━━━ DATA SHOWN ━━━
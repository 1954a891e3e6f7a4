use thiserror::Error;

/// Trading-path error taxonomy. Business code matches on variants (or on
/// [`TradeError::code`]), never on message text.
#[derive(Error, Debug, Clone)]
pub enum TradeError {
    // -- input, never retried --
    #[error("invalid input: {0}")]
    InvalidInput(String),
    #[error("invalid token address: {0}")]
    InvalidAddress(String),
    #[error("amount out of bounds: {0}")]
    AmountOutOfBounds(String),

    // -- policy, not retried automatically --
    #[error("kill switch is engaged")]
    KillSwitch,
    #[error("max open positions reached")]
    MaxPositionsReached,
    #[error("hourly trade limit reached")]
    RateLimit,
    #[error("token not allowed by allowlist")]
    AllowlistMiss,
    #[error("insufficient funds: need {needed_sol} SOL, have {available_sol} SOL")]
    InsufficientFunds {
        needed_sol: f64,
        available_sol: f64,
    },

    // -- market --
    #[error("no liquidity for mint {0}")]
    NoLiquidity(String),
    #[error("quote failed: {0}")]
    QuoteFailed(String),
    #[error("honeypot detected: {0}")]
    HoneypotDetected(String),

    // -- concurrency, benign idempotent replays --
    #[error("another trade is in flight for this user+mint")]
    ConcurrentOperation,
    #[error("intent already executed under this idempotency key")]
    AlreadyExecuted,
    #[error("trigger state mismatch: {0}")]
    TriggerStateMismatch(String),

    // -- execution, retryable only under a new idempotency key --
    #[error("simulation failed: {detail}")]
    SimulationFailed { detail: String, transient: bool },
    #[error("broadcast failed: {0}")]
    BroadcastFailed(String),
    #[error("transaction not finalized before timeout")]
    ConfirmationTimeout,
    #[error("transaction reverted: {0}")]
    TransactionReverted(String),

    // -- routing --
    #[error("lifecycle state unknown for mint {0}")]
    LifecycleUnknown(String),

    // -- infrastructure --
    #[error("rpc error: {0}")]
    Rpc(String),
    #[error("database error: {0}")]
    Database(String),
    #[error("signer error: {0}")]
    Signer(String),
    #[error("all rpc endpoints failed")]
    AllEndpointsFailed,
}

impl TradeError {
    /// Structured code persisted on the Execution row and carried in
    /// notifications.
    pub fn code(&self) -> &'static str {
        match self {
            TradeError::InvalidInput(_) => "INVALID_INPUT",
            TradeError::InvalidAddress(_) => "INVALID_ADDRESS",
            TradeError::AmountOutOfBounds(_) => "AMOUNT_OUT_OF_BOUNDS",
            TradeError::KillSwitch => "KILL_SWITCH",
            TradeError::MaxPositionsReached => "MAX_POSITIONS_REACHED",
            TradeError::RateLimit => "RATE_LIMIT",
            TradeError::AllowlistMiss => "ALLOWLIST_MISS",
            TradeError::InsufficientFunds { .. } => "INSUFFICIENT_FUNDS",
            TradeError::NoLiquidity(_) => "NO_LIQUIDITY",
            TradeError::QuoteFailed(_) => "QUOTE_FAILED",
            TradeError::HoneypotDetected(_) => "HONEYPOT_DETECTED",
            TradeError::ConcurrentOperation => "CONCURRENT_OPERATION",
            TradeError::AlreadyExecuted => "ALREADY_EXECUTED",
            TradeError::TriggerStateMismatch(_) => "TRIGGER_STATE_MISMATCH",
            TradeError::SimulationFailed { .. } => "SIMULATION_FAILED",
            TradeError::BroadcastFailed(_) => "BROADCAST_FAILED",
            TradeError::ConfirmationTimeout => "CONFIRMATION_TIMEOUT",
            TradeError::TransactionReverted(_) => "TRANSACTION_REVERTED",
            TradeError::LifecycleUnknown(_) => "LIFECYCLE_UNKNOWN",
            TradeError::Rpc(_) => "RPC_ERROR",
            TradeError::Database(_) => "DATABASE_ERROR",
            TradeError::Signer(_) => "SIGNER_ERROR",
            TradeError::AllEndpointsFailed => "ALL_ENDPOINTS_FAILED",
        }
    }

    /// Whether the same semantic intent may be retried under a fresh
    /// idempotency key. Fatal errors must never be retried.
    pub fn is_retryable(&self) -> bool {
        match self {
            TradeError::QuoteFailed(_)
            | TradeError::BroadcastFailed(_)
            | TradeError::ConfirmationTimeout
            | TradeError::Rpc(_)
            | TradeError::AllEndpointsFailed => true,
            TradeError::SimulationFailed { transient, .. } => *transient,
            _ => false,
        }
    }

    pub fn is_fatal(&self) -> bool {
        matches!(
            self,
            TradeError::InvalidInput(_)
                | TradeError::InvalidAddress(_)
                | TradeError::AmountOutOfBounds(_)
                | TradeError::HoneypotDetected(_)
                | TradeError::InsufficientFunds { .. }
                | TradeError::KillSwitch
        )
    }
}

impl From<diesel::result::Error> for TradeError {
    fn from(e: diesel::result::Error) -> Self {
        TradeError::Database(e.to_string())
    }
}

impl From<diesel_async::pooled_connection::deadpool::PoolError> for TradeError {
    fn from(e: diesel_async::pooled_connection::deadpool::PoolError) -> Self {
        TradeError::Database(e.to_string())
    }
}

#[cfg(test)]
mod tests {
    use super::*;

    #[test]
    fn fatal_errors_are_not_retryable() {
        let honeypot = TradeError::HoneypotDetected("round trip loss 99%".into());
        assert!(honeypot.is_fatal());
        assert!(!honeypot.is_retryable());
        assert_eq!(honeypot.code(), "HONEYPOT_DETECTED");
    }

    #[test]
    fn transient_simulation_failure_is_retryable() {
        let transient = TradeError::SimulationFailed {
            detail: "blockhash not found".into(),
            transient: true,
        };
        assert!(transient.is_retryable());
        let deterministic = TradeError::SimulationFailed {
            detail: "custom program error 0x1".into(),
            transient: false,
        };
        assert!(!deterministic.is_retryable());
    }

    #[test]
    fn idempotency_hits_are_benign() {
        assert!(!TradeError::AlreadyExecuted.is_retryable());
        assert!(!TradeError::AlreadyExecuted.is_fatal());
        assert!(!TradeError::ConcurrentOperation.is_fatal());
    }
}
━━━
REQUIREMENT —
All lines in the records with the string "AlreadyExecuted" should be copied out.

SOLUTION TO THIS TASK —
    AlreadyExecuted,
            TradeError::AlreadyExecuted => "ALREADY_EXECUTED",
        assert!(!TradeError::AlreadyExecuted.is_retryable());
        assert!(!TradeError::AlreadyExecuted.is_fatal());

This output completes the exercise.